Resources

Idaho DD Waiver resources for Treasure Valley families

A curated, verified set of links and tools for navigating Idaho's adult developmental-disability services. We keep this honest: official sources first, with notes on what changes year to year.

Application checklist

A simple list of what to gather and do. Use your browser to print it or save it as a PDF.
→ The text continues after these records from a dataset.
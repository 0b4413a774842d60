use std::sync::Arc;

use serde::{Deserialize, Serialize};
use thiserror::Error;
use tokio::{
    sync::broadcast,
    task::AbortHandle,
    time::{Duration, MissedTickBehavior},
};
use tracing::warn;

use crate::{
    access::{AccessError, Actor, Operation, authorize},
    core::service::{
        Adjustment, CapacityError, CapacityService, Outcome, ReconcileReport, RefundRequest,
        ReserveRequest,
    },
    ledger::{LedgerEntry, LedgerQuery},
    types::Tokens,
};

use super::events::CapacityEvent;

#[derive(Debug, Error)]
pub enum RuntimeError {
    #[error(transparent)]
    Capacity(#[from] CapacityError),
    #[error(transparent)]
    Access(#[from] AccessError),
    #[error("blocking task failed: {0}")]
    Join(String),
}

#[derive(Debug, Clone, PartialEq, Eq, Serialize, Deserialize)]
#[serde(default)]
pub struct RuntimeConfig {
    pub event_capacity: usize,
    /// Zero disables the background drift monitor.
    pub drift_check_interval_ms: u64,
}

impl Default for RuntimeConfig {
    fn default() -> Self {
        Self {
            event_capacity: 1024,
            drift_check_interval_ms: 0,
        }
    }
}

#[derive(Clone)]
pub struct CapacityHandle {
    service: Arc<CapacityService>,
    events_tx: broadcast::Sender<CapacityEvent>,
    monitor: Option<Arc<AbortHandle>>,
}

pub fn spawn_capacity(service: CapacityService, config: RuntimeConfig) -> CapacityHandle {
    let (events_tx, _) = broadcast::channel::<CapacityEvent>(config.event_capacity.max(1));
    let mut handle = CapacityHandle {
        service: Arc::new(service),
        events_tx,
        monitor: None,
    };

    if config.drift_check_interval_ms > 0 {
        let every = Duration::from_millis(config.drift_check_interval_ms);
        let monitor = handle.clone();
        let task = tokio::spawn(async move {
            let mut ticker = tokio::time::interval(every);
            ticker.set_missed_tick_behavior(MissedTickBehavior::Delay);
            loop {
                ticker.tick().await;
                if let Err(err) = monitor.sweep().await {
                    warn!(error = %err, "drift sweep failed");
                }
            }
        });
        handle.monitor = Some(Arc::new(task.abort_handle()));
    }

    handle
}

impl CapacityHandle {
    pub fn subscribe(&self) -> broadcast::Receiver<CapacityEvent> {
        self.events_tx.subscribe()
    }

    pub fn service(&self) -> &CapacityService {
        &self.service
    }

    pub async fn reserve(&self, req: ReserveRequest) -> Result<Outcome, RuntimeError> {
        let competition_id = req.competition_id.clone();
        let reservation_id = req.reservation_id.clone();
        let spaces = req.spaces;
        let outcome = self.run(move |svc| svc.reserve(&req)).await?;
        match &outcome {
            Outcome::Applied(change) => self.emit(CapacityEvent::Reserved {
                competition_id,
                reservation_id,
                spaces,
                available_after: change.available_after,
            }),
            Outcome::AlreadyApplied(duplicate) => self.emit(CapacityEvent::DuplicateSkipped {
                competition_id,
                duplicate: duplicate.clone(),
            }),
        }
        Ok(outcome)
    }

    pub async fn refund(&self, req: RefundRequest) -> Result<Outcome, RuntimeError> {
        let competition_id = req.competition_id.clone();
        let reservation_id = req.reservation_id.clone();
        let spaces = req.spaces;
        let reason = req.reason;
        let outcome = self.run(move |svc| svc.refund(&req)).await?;
        match &outcome {
            Outcome::Applied(change) => self.emit(CapacityEvent::Refunded {
                competition_id,
                reservation_id,
                spaces,
                reason,
                available_after: change.available_after,
            }),
            Outcome::AlreadyApplied(duplicate) => self.emit(CapacityEvent::DuplicateSkipped {
                competition_id,
                duplicate: duplicate.clone(),
            }),
        }
        Ok(outcome)
    }

    /// Applies a manual adjustment recorded under the actor's user id.
    pub async fn adjust(&self, actor: &Actor, adj: Adjustment) -> Result<Outcome, RuntimeError> {
        authorize(actor, Operation::Adjust)?;
        let adj = Adjustment {
            acting_user: actor.user_id.clone(),
            ..adj
        };
        let competition_id = adj.competition_id.clone();
        let change = adj.change;
        let reason = adj.reason;
        let outcome = self.run(move |svc| svc.adjust(&adj)).await?;
        match &outcome {
            Outcome::Applied(applied) => self.emit(CapacityEvent::Adjusted {
                competition_id,
                change,
                reason,
                available_after: applied.available_after,
            }),
            Outcome::AlreadyApplied(duplicate) => self.emit(CapacityEvent::DuplicateSkipped {
                competition_id,
                duplicate: duplicate.clone(),
            }),
        }
        Ok(outcome)
    }

    pub async fn available(
        &self,
        actor: &Actor,
        competition_id: impl Into<String>,
    ) -> Result<Tokens, RuntimeError> {
        authorize(actor, Operation::GetAvailable)?;
        let competition_id = competition_id.into();
        self.run(move |svc| svc.get_available(&competition_id)).await
    }

    pub async fn ledger(
        &self,
        actor: &Actor,
        competition_id: impl Into<String>,
        query: LedgerQuery,
    ) -> Result<Vec<LedgerEntry>, RuntimeError> {
        authorize(actor, Operation::GetLedger)?;
        let competition_id = competition_id.into();
        self.run(move |svc| svc.get_ledger(&competition_id, &query))
            .await
    }

    pub async fn reconcile(
        &self,
        actor: &Actor,
        competition_id: impl Into<String>,
    ) -> Result<ReconcileReport, RuntimeError> {
        authorize(actor, Operation::Reconcile)?;
        let competition_id = competition_id.into();
        let report = self.run(move |svc| svc.reconcile(&competition_id)).await?;
        self.emit_drift(&report);
        Ok(report)
    }

    pub async fn reconcile_all(&self, actor: &Actor) -> Result<Vec<ReconcileReport>, RuntimeError> {
        authorize(actor, Operation::Reconcile)?;
        self.sweep().await
    }

    /// Stops the background drift monitor, if any.
    pub fn shutdown(&self) {
        if let Some(monitor) = &self.monitor {
            monitor.abort();
        }
    }

    async fn sweep(&self) -> Result<Vec<ReconcileReport>, RuntimeError> {
        let reports = self.run(|svc| svc.reconcile_all()).await?;
        for report in &reports {
            self.emit_drift(report);
        }
        Ok(reports)
    }

    async fn run<T, F>(&self, f: F) -> Result<T, RuntimeError>
    where
        T: Send + 'static,
        F: FnOnce(&CapacityService) -> Result<T, CapacityError> + Send + 'static,
    {
        let service = Arc::clone(&self.service);
        let out = tokio::task::spawn_blocking(move || f(&service))
            .await
            .map_err(|e| RuntimeError::Join(e.to_string()))??;
        Ok(out)
    }

    fn emit_drift(&self, report: &ReconcileReport) {
        if !report.is_accurate {
            self.emit(CapacityEvent::DriftDetected {
                competition_id: report.competition_id.clone(),
                discrepancy: report.discrepancy,
            });
        }
    }

    fn emit(&self, event: CapacityEvent) {
        let _ = self.events_tx.send(event);
    }
}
  • Gather documentation of the qualifying disability and that it began before age 22.
  • Get a current health exam and a current medication list.
  • List treatment providers, and gather any seizure logs or incident reports.
  • Apply for HCBS Medicaid through idalink, by phone (877-456-1233), or at a DHW office.
  • Download and complete the Adult DD Application Packet from DHW.
  • Return the packet with your documents to your regional DHW DD office.
  • Complete the functional assessment when the assessor contacts you.
  • Read your Notice of Decision, and appeal if you disagree.
  • Choose Traditional or Self-Directed, and a plan developer or support broker.
  • Choose a certified residential habilitation provider at your planning meeting.
  • Plan for room and board (rent and food); covered services cost $0.

Glossary of terms

The words you will run into, in plain language.

Adult DD Waiver (#0076)
Idaho’s federal 1915(c) Medicaid waiver that funds home- and community-based services for adults 18+ with developmental disabilities.
Developmental disability (DD)
A chronic disability that appears before age 22, is expected to continue indefinitely, and substantially limits 3 or more major life activities.
HCBS (Home and Community-Based Services)
Medicaid services delivered in a person’s home or community instead of an institution. You must qualify for HCBS Medicaid financially before DD services start.
ICF/IID level of care
Intermediate Care Facility for Individuals with Intellectual Disabilities. The eligibility benchmark: you must need that intensity of support, but you receive it at home.
Independent Assessment Provider (IAP)
The outside organization DHW contracts (currently Liberty Healthcare) to perform the assessment that decides eligibility and support level.
SIB-R / SIS-A
The assessment tools that measure support needs to set the budget. Idaho uses the SIB-R today and has announced a planned move to the SIS-A.
Individualized budget
The dollar amount, set by the assessment (not by the family), that funds a participant’s services. Higher assessed need means a higher budget.
Notice of Decision
The written notice telling you whether you are eligible and how to appeal. You can appeal both an eligibility denial and the budget amount.
Traditional waiver services
The pathway where a certified agency delivers and manages services and you choose a plan developer to write the plan.
Plan developer
In Traditional services, the professional who hosts the person-centered planning meeting and writes and submits the Individual Support Plan (ISP).
Self-direction (My Voice, My Choice)
The pathway where you manage your own budget and hire your own workers, with help from a support broker.
Support broker
In self-direction, the professional you hire to help identify needs, build the support and spending plan, and find and hire workers.
Community Support Worker (CSW)
In self-direction, a staff member you choose and hire directly to provide services on your schedule.
Fiscal Employer Agent (FEA) / FMS
In self-direction, the vendor that holds your budget, issues payments, and handles payroll and employer taxes for the workers you hire.
Residential habilitation
Paid support that helps an adult build and keep daily-living skills to live safely at home. Agency-delivered reshab must use a DHW-certified agency.
Person-centered plan (ISP)
The service plan built around the participant’s own goals, choices, and needs, where services and providers are chosen.